Tim Rowledge <tim at rowledge.org> wrote:
> Date: Wed, 27 Apr 2005 19:51:39 -0700
> From: Tim Rowledge <tim at rowledge.org>
> Subject: Re: Dorado bytecodes per second
> To: squeak-dev at lists.squeakfoundation.org
> reply-to: The general-purpose Squeak developers list <squeak-dev at lists.squeakfoundation.org>
> content-length: 2464
> 
> Jecel Assumpcao Jr <jecel at merlintec.com> wrote:
> 
> > By running the benchmarks for the "green book" and doing a lot of rough
> > extrapolations, my guess is that the Dorado would get between 200K and
> > 400K bytecodes/sec.
> That is pretty much what I remember as the claim for Dorados.
> 
> > That is better than what I got running Squeak 1.16
> > on a 33MHz 486 machine which was some 13 years newer, but far below what
> > I expected. My impression was that the old 20MHz ECL computer was able
> > to reach a peak of one bytecode per clock
> > which would indicate a number around three or four times better.

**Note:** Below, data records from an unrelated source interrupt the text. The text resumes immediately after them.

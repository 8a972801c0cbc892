//! Wire types for gateway-to-gateway communication

use chrono::{DateTime, Utc};
use serde::{Deserialize, Deserializer, Serialize};

/// Role a gateway plays in the overlay
#[derive(Debug, Clone, Copy, PartialEq, Eq, Hash, Serialize, Deserialize)]
#[serde(rename_all = "lowercase")]
pub enum GatewayRole {
    Main,
    Auxiliary,
    /// Reserved third tier; accepted on the wire, never run.
    Branch,
}

impl GatewayRole {
    pub const ALL: [GatewayRole; 3] = [Self::Main, Self::Auxiliary, Self::Branch];

    pub fn as_str(&self) -> &'static str {
        match self {
            Self::Main => "main",
            Self::Auxiliary => "auxiliary",
            Self::Branch => "branch",
        }
    }

    pub fn parse(raw: &str) -> Option<Self> {
        Self::ALL.into_iter().find(|role| role.as_str() == raw)
    }
}

impl std::fmt::Display for GatewayRole {
    fn fmt(&self, f: &mut std::fmt::Formatter<'_>) -> std::fmt::Result {
        f.write_str(self.as_str())
    }
}

/// Connection state of a gateway
#[derive(Debug, Clone, Copy, PartialEq, Eq, Hash, Serialize, Deserialize)]
#[serde(rename_all = "lowercase")]
pub enum GatewayStatus {
    Online,
    Offline,
    Connecting,
    Error,
}

impl GatewayStatus {
    pub const ALL: [GatewayStatus; 4] = [Self::Online, Self::Offline, Self::Connecting, Self::Error];

    pub fn as_str(&self) -> &'static str {
        match self {
            Self::Online => "online",
            Self::Offline => "offline",
            Self::Connecting => "connecting",
            Self::Error => "error",
        }
    }

    pub fn parse(raw: &str) -> Option<Self> {
        Self::ALL.into_iter().find(|status| status.as_str() == raw)
    }
}

impl std::fmt::Display for GatewayStatus {
    fn fmt(&self, f: &mut std::fmt::Formatter<'_>) -> std::fmt::Result {
        f.write_str(self.as_str())
    }
}

/// What a subordinate advertises about itself when registering
#[derive(Debug, Clone, PartialEq, Serialize, Deserialize)]
#[serde(rename_all = "camelCase")]
pub struct GatewayInfo {
    pub host: String,
    pub port: u16,
    pub agent_count: u32,
    pub status: GatewayStatus,
    #[serde(default, skip_serializing_if = "Option::is_none")]
    pub device_fingerprint: Option<String>,
}

/// Load sample reported with each heartbeat
#[derive(Debug, Clone, Copy, PartialEq, Serialize, Deserialize)]
#[serde(rename_all = "camelCase")]
pub struct LoadSample {
    pub cpu: f64,
    pub memory: f64,
    pub active_tasks: u32,
}

#[derive(Debug, Clone, Copy, PartialEq, Eq, Serialize, Deserialize)]
#[serde(rename_all = "lowercase")]
pub enum RegisterStatus {
    Success,
    Error,
}

#[derive(Debug, Clone, Copy, PartialEq, Eq, Serialize, Deserialize)]
#[serde(rename_all = "lowercase")]
pub enum HeartbeatAckStatus {
    Ok,
    Error,
}

#[derive(Debug, Clone, Copy, PartialEq, Eq, Serialize, Deserialize)]
#[serde(rename_all = "kebab-case")]
pub enum TaskType {
    CrossGateway,
    Broadcast,
}

/// Work carried by a dispatch
#[derive(Debug, Clone, PartialEq, Serialize, Deserialize)]
#[serde(rename_all = "camelCase")]
pub struct TaskPayload {
    pub agent_id: String,
    pub command: String,
    #[serde(default, skip_serializing_if = "Option::is_none")]
    pub params: Option<serde_json::Value>,
}

#[derive(Debug, Clone, Copy, PartialEq, Eq, Serialize, Deserialize)]
#[serde(rename_all = "lowercase")]
pub enum TaskAckStatus {
    Received,
    Error,
}

/// Outcome reported by the gateway that ran a task
#[derive(Debug, Clone, Copy, PartialEq, Eq, Serialize, Deserialize)]
#[serde(rename_all = "lowercase")]
pub enum TaskOutcome {
    Success,
    Failed,
    Timeout,
}

impl TaskOutcome {
    pub const ALL: [TaskOutcome; 3] = [Self::Success, Self::Failed, Self::Timeout];

    pub fn as_str(&self) -> &'static str {
        match self {
            Self::Success => "success",
            Self::Failed => "failed",
            Self::Timeout => "timeout",
        }
    }

    pub fn is_success(&self) -> bool {
        matches!(self, Self::Success)
    }
}

/// Result body of a finished task
#[derive(Debug, Clone, Default, PartialEq, Serialize, Deserialize)]
#[serde(rename_all = "camelCase")]
pub struct TaskResultBody {
    #[serde(default, skip_serializing_if = "Option::is_none")]
    pub output: Option<String>,
    /// Milliseconds
    #[serde(default, skip_serializing_if = "Option::is_none")]
    pub duration: Option<u64>,
    #[serde(
        default,
        deserialize_with = "null_as_empty",
        skip_serializing_if = "Vec::is_empty"
    )]
    pub artifacts: Vec<String>,
    #[serde(default, skip_serializing_if = "Option::is_none")]
    pub error: Option<String>,
}

/// `null` reads as an empty list, the same as a missing field
fn null_as_empty<'de, D>(deserializer: D) -> Result<Vec<String>, D::Error>
where
    D: Deserializer<'de>,
{
    Ok(Option::<Vec<String>>::deserialize(deserializer)?.unwrap_or_default())
}

#[derive(Debug, Clone, Copy, PartialEq, Eq, Serialize, Deserialize)]
#[serde(rename_all = "lowercase")]
pub enum ResultAckStatus {
    Received,
}

/// Fields shared by every message
#[derive(Debug, Clone, PartialEq, Serialize, Deserialize)]
pub struct Envelope {
    pub from: String,
    pub to: String,
    pub timestamp: DateTime<Utc>,
}

/// Type-specific part of a message, discriminated by the `type` tag
#[derive(Debug, Clone, PartialEq, Serialize, Deserialize)]
#[serde(tag = "type")]
pub enum MessageBody {
    #[serde(rename = "gateway.register", rename_all = "camelCase")]
    Register {
        gateway_id: String,
        gateway_role: GatewayRole,
        info: GatewayInfo,
    },
    #[serde(rename = "gateway.register.ack", rename_all = "camelCase")]
    RegisterAck {
        status: RegisterStatus,
        #[serde(default, skip_serializing_if = "Option::is_none")]
        assigned_id: Option<String>,
        /// Seconds
        #[serde(default, skip_serializing_if = "Option::is_none")]
        heartbeat_interval: Option<u64>,
        #[serde(default, skip_serializing_if = "Option::is_none")]
        message: Option<String>,
    },
    #[serde(rename = "gateway.heartbeat", rename_all = "camelCase")]
    Heartbeat {
        gateway_id: String,
        status: GatewayStatus,
        load: LoadSample,
    },
    #[serde(rename = "gateway.heartbeat.ack", rename_all = "camelCase")]
    HeartbeatAck {
        status: HeartbeatAckStatus,
        #[serde(default, skip_serializing_if = "Option::is_none")]
        pending_tasks: Option<usize>,
    },
    #[serde(rename = "gateway.task.dispatch", rename_all = "camelCase")]
    TaskDispatch {
        task_id: String,
        from_gateway: String,
        to_gateway: String,
        task_type: TaskType,
        payload: TaskPayload,
    },
    #[serde(rename = "gateway.task.ack", rename_all = "camelCase")]
    TaskAck {
        task_id: String,
        status: TaskAckStatus,
        #[serde(default, skip_serializing_if = "Option::is_none")]
        estimated_duration: Option<u64>,
        #[serde(default, skip_serializing_if = "Option::is_none")]
        message: Option<String>,
    },
    #[serde(rename = "gateway.task.result", rename_all = "camelCase")]
    TaskResult {
        task_id: String,
        from_gateway: String,
        to_gateway: String,
        status: TaskOutcome,
        result: TaskResultBody,
    },
    #[serde(rename = "gateway.task.result.ack", rename_all = "camelCase")]
    TaskResultAck {
        task_id: String,
        status: ResultAckStatus,
    },
}

impl MessageBody {
    /// Wire tag of this variant
    pub fn message_type(&self) -> &'static str {
        match self {
            Self::Register { .. } => tags::REGISTER,
            Self::RegisterAck { .. } => tags::REGISTER_ACK,
            Self::Heartbeat { .. } => tags::HEARTBEAT,
            Self::HeartbeatAck { .. } => tags::HEARTBEAT_ACK,
            Self::TaskDispatch { .. } => tags::TASK_DISPATCH,
            Self::TaskAck { .. } => tags::TASK_ACK,
            Self::TaskResult { .. } => tags::TASK_RESULT,
            Self::TaskResultAck { .. } => tags::TASK_RESULT_ACK,
        }
    }
}

/// A complete message as it travels over the wire
#[derive(Debug, Clone, PartialEq, Serialize, Deserialize)]
pub struct GatewayMessage {
    #[serde(flatten)]
    pub envelope: Envelope,
    #[serde(flatten)]
    pub body: MessageBody,
}

impl GatewayMessage {
    pub fn message_type(&self) -> &'static str {
        self.body.message_type()
    }

    pub fn to_json(&self) -> serde_json::Result<String> {
        serde_json::to_string(self)
    }

    pub fn from_json(text: &str) -> serde_json::Result<Self> {
        serde_json::from_str(text)
    }
}

/// Wire tags, one per message variant
pub mod tags {
    pub const REGISTER: &str = "gateway.register";
    pub const REGISTER_ACK: &str = "gateway.register.ack";
    pub const HEARTBEAT: &str = "gateway.heartbeat";
    pub const HEARTBEAT_ACK: &str = "gateway.heartbeat.ack";
    pub const TASK_DISPATCH: &str = "gateway.task.dispatch";
    pub const TASK_ACK: &str = "gateway.task.ack";
    pub const TASK_RESULT: &str = "gateway.task.result";
    pub const TASK_RESULT_ACK: &str = "gateway.task.result.ack";
}

#[cfg(test)]
mod tests {
    use super::*;

    #[test]
    fn test_register_message_serialization() {
        let msg = GatewayMessage {
            envelope: Envelope {
                from: "gw-aux-1".to_string(),
                to: "main".to_string(),
                timestamp: Utc::now(),
            },
            body: MessageBody::Register {
                gateway_id: "gw-aux-1".to_string(),
                gateway_role: GatewayRole::Auxiliary,
                info: GatewayInfo {
                    host: "10.0.0.7".to_string(),
                    port: 18789,
                    agent_count: 4,
                    status: GatewayStatus::Online,
                    device_fingerprint: None,
                },
            },
        };

        let json = msg.to_json().unwrap();
        assert!(json.contains("\"type\":\"gateway.register\""));
        assert!(json.contains("\"gatewayId\":\"gw-aux-1\""));
        assert!(json.contains("\"gatewayRole\":\"auxiliary\""));
        assert!(json.contains("\"agentCount\":4"));
        assert!(!json.contains("deviceFingerprint"));
    }

    #[test]
    fn test_heartbeat_deserialization() {
        let json = r#"{
            "type": "gateway.heartbeat",
            "from": "gw-aux-1",
            "to": "main",
            "timestamp": "2026-02-26T10:00:00.000Z",
            "gatewayId": "gw-aux-1",
            "status": "online",
            "load": { "cpu": 12, "memory": 40.5, "activeTasks": 2 }
        }"#;

        let msg = GatewayMessage::from_json(json).unwrap();
        assert_eq!(msg.envelope.from, "gw-aux-1");
        match msg.body {
            MessageBody::Heartbeat { gateway_id, load, .. } => {
                assert_eq!(gateway_id, "gw-aux-1");
                assert_eq!(load.cpu, 12.0);
                assert_eq!(load.active_tasks, 2);
            }
            other => panic!("Expected Heartbeat message, got {:?}", other),
        }
    }

    #[test]
    fn test_result_body_reads_null_artifacts_as_empty() {
        let body: TaskResultBody =
            serde_json::from_str(r#"{"output": "done", "artifacts": null}"#).unwrap();
        assert!(body.artifacts.is_empty());
        assert_eq!(body.output.as_deref(), Some("done"));

        let body: TaskResultBody =
            serde_json::from_str(r#"{"artifacts": ["report.md"]}"#).unwrap();
        assert_eq!(body.artifacts, vec!["report.md".to_string()]);
    }

    #[test]
    fn test_task_type_uses_kebab_case() {
        let json = serde_json::to_string(&TaskType::CrossGateway).unwrap();
        assert_eq!(json, "\"cross-gateway\"");
    }

    #[test]
    fn test_role_and_status_parse() {
        assert_eq!(GatewayRole::parse("branch"), Some(GatewayRole::Branch));
        assert_eq!(GatewayRole::parse("leaf"), None);
        assert_eq!(GatewayStatus::parse("connecting"), Some(GatewayStatus::Connecting));
    }
}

> I was under the impression that the Dorado was a 70nS cycle machine, ie 14MHz
> or so. And many bytecodes would take more than one cycle of course.
> 
> > 
> > After looking at a bunch of numbers my conclusion is that Squeak is
> > usable on machines capable of at least 20M bps. If my guess above is
> > corrent, that would be around 60 Dorados.
> My Iyonix does about 35mbc/s on the dumb-bytecodes test and about 20 Dorado in
> the greenbook tests - with a tiny cache (don't imagine Dorado had much of one
> either!) the longer prims etc suffer relative to a monster watt-sucker like a
> pentium.
> 
> My first ARM system was 4 mips (no cache at all, not even instruction pre-
> fetch) with 4Mb of slow ram. It scored 27% Dorado but was thoroughly usable as
> a UI. It could scan and layout nice formatted text in pretty fonts faster than
> the contemporaneous PCs running Aldus (for example) could do. The ARM 3 upgrade
> gave 10mips and 127% on the same motherboard/ram. The Iyonix is 600MHz with
> larger caches and fast memory but only scores 15 times faster, an indication of
> how much there is still to get out of a simple interpreter.
> 
> > If both estimates are true,
> > then I wonder if our definition of "acceptable" has changed or if Squeak
> > has become less efficient. Certainly Morphic is always being blamed for
> > slowing everything down, so the latter is probably the case.
> I suspect it is largely the rather poor UI responsiveness that is the problem.
> In MVC on my  machine the UI flies, menus are instant, browser bang open etc.
> In morphic every
> thing
> is
> 
> 
> really
> 
> 
> slowwwwwwwwww
> 
> Some of it is simply that morphic is sloshing large bitmaps around with high
> colour depths. Some of it is probably some dumb algorthmic error that nobody
> has spotted yet.
> 
> tim
> --
> Tim Rowledge, tim at sumeru.stanford.edu, http://sumeru.stanford.edu/tim
> Useful random insult:- Useful as a hip pocket on a T-shirt.